> [Problem statement]: Review the material line by line. Identify and copy every line that contains the string "collect".

> [The input]:
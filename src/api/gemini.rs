use crate::api::{
    GeneratedVideo, ImageGenerator, JobStatus, OperationHandle, TextGenerator, VideoGenerator,
    VideoJobRequest,
};
use crate::config::Config;
use crate::error::{MemeError, MemeResult};
use crate::image::SeedImage;
use crate::logw;
use async_trait::async_trait;
use base64::Engine;
use base64::engine::general_purpose::STANDARD as B64;
use reqwest::Client;
use serde::{Deserialize, Serialize};
use serde_json::json;
use std::time::Duration;

const SERVICE: &str = "gemini";
const VEO: &str = "veo";

/// One client for text, image and Veo video generation.
#[derive(Debug, Clone)]
pub struct GeminiClient {
    client: Client,
    api_key: String,
    base_url: String,
    text_model: String,
    image_model: String,
    video_model: String,
}

impl GeminiClient {
    pub fn new(client: Client, cfg: &Config) -> Self {
        Self {
            client,
            api_key: cfg.genai_key.clone(),
            base_url: cfg.genai_base_url.trim_end_matches('/').to_string(),
            text_model: cfg.text_model.clone(),
            image_model: cfg.image_model.clone(),
            video_model: cfg.video_model.clone(),
        }
    }

    fn model_url(&self, model: &str, method: &str) -> String {
        format!("{}/models/{}:{}", self.base_url, model, method)
    }

    async fn post_json(
        &self,
        service: &'static str,
        url: &str,
        body: &serde_json::Value,
        timeout: Duration,
    ) -> MemeResult<String> {
        let resp = self
            .client
            .post(url)
            .header("x-goog-api-key", &self.api_key)
            .json(body)
            .timeout(timeout)
            .send()
            .await
            .map_err(|e| MemeError::transport(service, e))?;
        read_body(service, resp).await
    }

    async fn generate_content(
        &self,
        model: &str,
        body: serde_json::Value,
    ) -> MemeResult<GenerateContentResponse> {
        let url = self.model_url(model, "generateContent");
        let raw = self
            .post_json(SERVICE, &url, &body, Duration::from_secs(300))
            .await?;
        serde_json::from_str(&raw).map_err(|e| {
            MemeError::provider(SERVICE, None, format!("unexpected response shape: {e}"))
        })
    }
}

async fn read_body(service: &'static str, resp: reqwest::Response) -> MemeResult<String> {
    let status = resp.status();
    let raw = resp.text().await.unwrap_or_default();
    if !status.is_success() {
        let snippet = raw.chars().take(800).collect::<String>();
        logw(format!("{} HTTP {}: {}", service, status.as_u16(), snippet));
        return Err(MemeError::provider(
            service,
            Some(status.as_u16()),
            extract_error_message(&raw).unwrap_or(snippet),
        ));
    }
    Ok(raw)
}

fn extract_error_message(raw: &str) -> Option<String> {
    let root: serde_json::Value = serde_json::from_str(raw).ok()?;
    root.get("error")?
        .get("message")?
        .as_str()
        .map(str::to_string)
}

#[derive(Debug, Deserialize)]
struct GenerateContentResponse {
    #[serde(default)]
    candidates: Vec<Candidate>,
}

#[derive(Debug, Deserialize)]
struct Candidate {
    content: Option<CandidateContent>,
}

#[derive(Debug, Deserialize)]
struct CandidateContent {
    #[serde(default)]
    parts: Vec<ResponsePart>,
}

#[derive(Debug, Deserialize)]
#[serde(rename_all = "camelCase")]
struct ResponsePart {
    text: Option<String>,
    inline_data: Option<InlineData>,
}

#[derive(Debug, Serialize, Deserialize)]
#[serde(rename_all = "camelCase")]
struct InlineData {
    mime_type: String,
    data: String,
}

impl GenerateContentResponse {
    fn parts(&self) -> impl Iterator<Item = &ResponsePart> {
        self.candidates
            .first()
            .and_then(|c| c.content.as_ref())
            .into_iter()
            .flat_map(|c| c.parts.iter())
    }

    fn text(&self) -> String {
        self.parts()
            .filter_map(|p| p.text.as_deref())
            .collect::<Vec<_>>()
            .join("")
    }

    fn first_image(&self) -> MemeResult<Option<SeedImage>> {
        let Some(inline) = self.parts().find_map(|p| p.inline_data.as_ref()) else {
            return Ok(None);
        };
        let data = B64.decode(inline.data.as_bytes()).map_err(|e| {
            MemeError::provider(SERVICE, None, format!("inline image is not base64: {e}"))
        })?;
        Ok(Some(SeedImage::new(data, inline.mime_type.clone())))
    }
}

#[async_trait]
impl TextGenerator for GeminiClient {
    async fn generate_text(&self, prompt: &str) -> MemeResult<String> {
        let body = json!({
            "contents": [{"role": "user", "parts": [{"text": prompt}]}],
        });
        let resp = self.generate_content(&self.text_model, body).await?;
        let text = resp.text();
        if text.trim().is_empty() {
            return Err(MemeError::provider(SERVICE, None, "empty text reply"));
        }
        Ok(text)
    }
}

#[async_trait]
impl ImageGenerator for GeminiClient {
    async fn generate_image(
        &self,
        prompt: &str,
        references: &[SeedImage],
    ) -> MemeResult<Option<SeedImage>> {
        let mut parts = vec![json!({"text": prompt})];
        for image in references {
            parts.push(json!({
                "inlineData": InlineData {
                    mime_type: image.mime.clone(),
                    data: B64.encode(&image.data),
                }
            }));
        }
        let body = json!({
            "contents": [{"role": "user", "parts": parts}],
            "generationConfig": {"responseModalities": ["TEXT", "IMAGE"]},
        });
        let resp = self.generate_content(&self.image_model, body).await?;
        resp.first_image()
    }
}

#[derive(Debug, Deserialize)]
struct LongRunningOperation {
    name: String,
}

#[derive(Debug, Deserialize)]
struct OperationStatus {
    #[serde(default)]
    done: bool,
    response: Option<VeoResponse>,
    error: Option<OperationError>,
}

#[derive(Debug, Deserialize)]
#[serde(rename_all = "camelCase")]
struct VeoResponse {
    generate_video_response: Option<GenerateVideoResponse>,
}

#[derive(Debug, Deserialize)]
#[serde(rename_all = "camelCase")]
struct GenerateVideoResponse {
    #[serde(default)]
    generated_samples: Vec<GeneratedSample>,
}

#[derive(Debug, Deserialize)]
struct GeneratedSample {
    video: SampleVideo,
}

#[derive(Debug, Deserialize)]
struct SampleVideo {
    uri: String,
}

#[derive(Debug, Deserialize)]
struct OperationError {
    #[serde(default)]
    code: i32,
    #[serde(default)]
    message: String,
}

impl OperationStatus {
    fn into_job_status(self) -> JobStatus {
        if !self.done {
            return JobStatus::Pending;
        }
        if let Some(err) = self.error {
            return JobStatus::Failed(format!("code {}: {}", err.code, err.message));
        }
        let videos = self
            .response
            .and_then(|r| r.generate_video_response)
            .map(|r| r.generated_samples)
            .unwrap_or_default()
            .into_iter()
            .map(|s| GeneratedVideo { uri: s.video.uri })
            .collect();
        JobStatus::Done(videos)
    }
}

#[async_trait]
impl VideoGenerator for GeminiClient {
    async fn submit(&self, request: VideoJobRequest<'_>) -> MemeResult<OperationHandle> {
        let url = self.model_url(&self.video_model, "predictLongRunning");
        let body = json!({
            "instances": [{
                "prompt": request.prompt,
                "image": {
                    "bytesBase64Encoded": B64.encode(&request.image.data),
                    "mimeType": request.image.mime,
                },
            }],
            "parameters": {
                "aspectRatio": request.aspect_ratio,
                "negativePrompt": request.negative_prompt,
                "sampleCount": request.count,
            },
        });
        let raw = self
            .post_json(VEO, &url, &body, Duration::from_secs(120))
            .await?;
        let op: LongRunningOperation = serde_json::from_str(&raw).map_err(|e| {
            MemeError::provider(VEO, None, format!("operation handle missing: {e}"))
        })?;
        Ok(OperationHandle(op.name))
    }

    async fn status(&self, handle: &OperationHandle) -> MemeResult<JobStatus> {
        let url = format!("{}/{}", self.base_url, handle.0);
        let resp = self
            .client
            .get(&url)
            .header("x-goog-api-key", &self.api_key)
            .timeout(Duration::from_secs(60))
            .send()
            .await
            .map_err(|e| MemeError::transport(VEO, e))?;
        let raw = read_body(VEO, resp).await?;
        let status: OperationStatus = serde_json::from_str(&raw)
            .map_err(|e| MemeError::provider(VEO, None, format!("bad operation status: {e}")))?;
        Ok(status.into_job_status())
    }

    async fn download(&self, video: &GeneratedVideo) -> MemeResult<Vec<u8>> {
        let resp = self
            .client
            .get(&video.uri)
            .header("x-goog-api-key", &self.api_key)
            .timeout(Duration::from_secs(600))
            .send()
            .await
            .map_err(|e| MemeError::transport(VEO, e))?;
        let status = resp.status();
        if !status.is_success() {
            return Err(MemeError::provider(
                VEO,
                Some(status.as_u16()),
                format!("download of {} failed", video.uri),
            ));
        }
        let bytes = resp
            .bytes()
            .await
            .map_err(|e| MemeError::transport(VEO, e))?;
        Ok(bytes.to_vec())
    }
}

#[cfg(test)]
mod tests {
    use super::*;

    #[test]
    fn extracts_first_inline_image() {
        let raw = r#"{"candidates":[{"content":{"parts":[
            {"text":"here you go"},
            {"inlineData":{"mimeType":"image/png","data":"aGVsbG8="}}
        ]}}]}"#;
        let resp: GenerateContentResponse = serde_json::from_str(raw).unwrap();
        let image = resp.first_image().unwrap().unwrap();
        assert_eq!(image.data, b"hello");
        assert_eq!(image.mime, "image/png");
        assert_eq!(resp.text(), "here you go");
    }

    #[test]
    fn reply_without_image_yields_none() {
        let raw = r#"{"candidates":[{"content":{"parts":[{"text":"sorry"}]}}]}"#;
        let resp: GenerateContentResponse = serde_json::from_str(raw).unwrap();
        assert!(resp.first_image().unwrap().is_none());
    }

    #[test]
    fn operation_status_mapping() {
        let pending: OperationStatus = serde_json::from_str(r#"{"name":"operations/x"}"#).unwrap();
        assert_eq!(pending.into_job_status(), JobStatus::Pending);

        let done: OperationStatus = serde_json::from_str(
            r#"{"done":true,"response":{"generateVideoResponse":{"generatedSamples":[
                {"video":{"uri":"https://example.test/v1.mp4"}}]}}}"#,
        )
        .unwrap();
        assert_eq!(
            done.into_job_status(),
            JobStatus::Done(vec![GeneratedVideo {
                uri: "https://example.test/v1.mp4".to_string()
            }])
        );

        let failed: OperationStatus = serde_json::from_str(
            r#"{"done":true,"error":{"code":3,"message":"unsafe prompt"}}"#,
        )
        .unwrap();
        assert!(matches!(
            failed.into_job_status(),
            JobStatus::Failed(msg) if msg.contains("unsafe")
        ));
    }

    #[test]
    fn error_message_is_extracted() {
        let raw = r#"{"error":{"code":400,"message":"API key not valid","status":"INVALID_ARGUMENT"}}"#;
        assert_eq!(extract_error_message(raw).as_deref(), Some("API key not valid"));
        assert_eq!(extract_error_message("not json"), None);
    }
}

> [Output below]:
        let snippet = raw.chars().take(800).collect::<String>();
            .collect::<Vec<_>>()
            .collect();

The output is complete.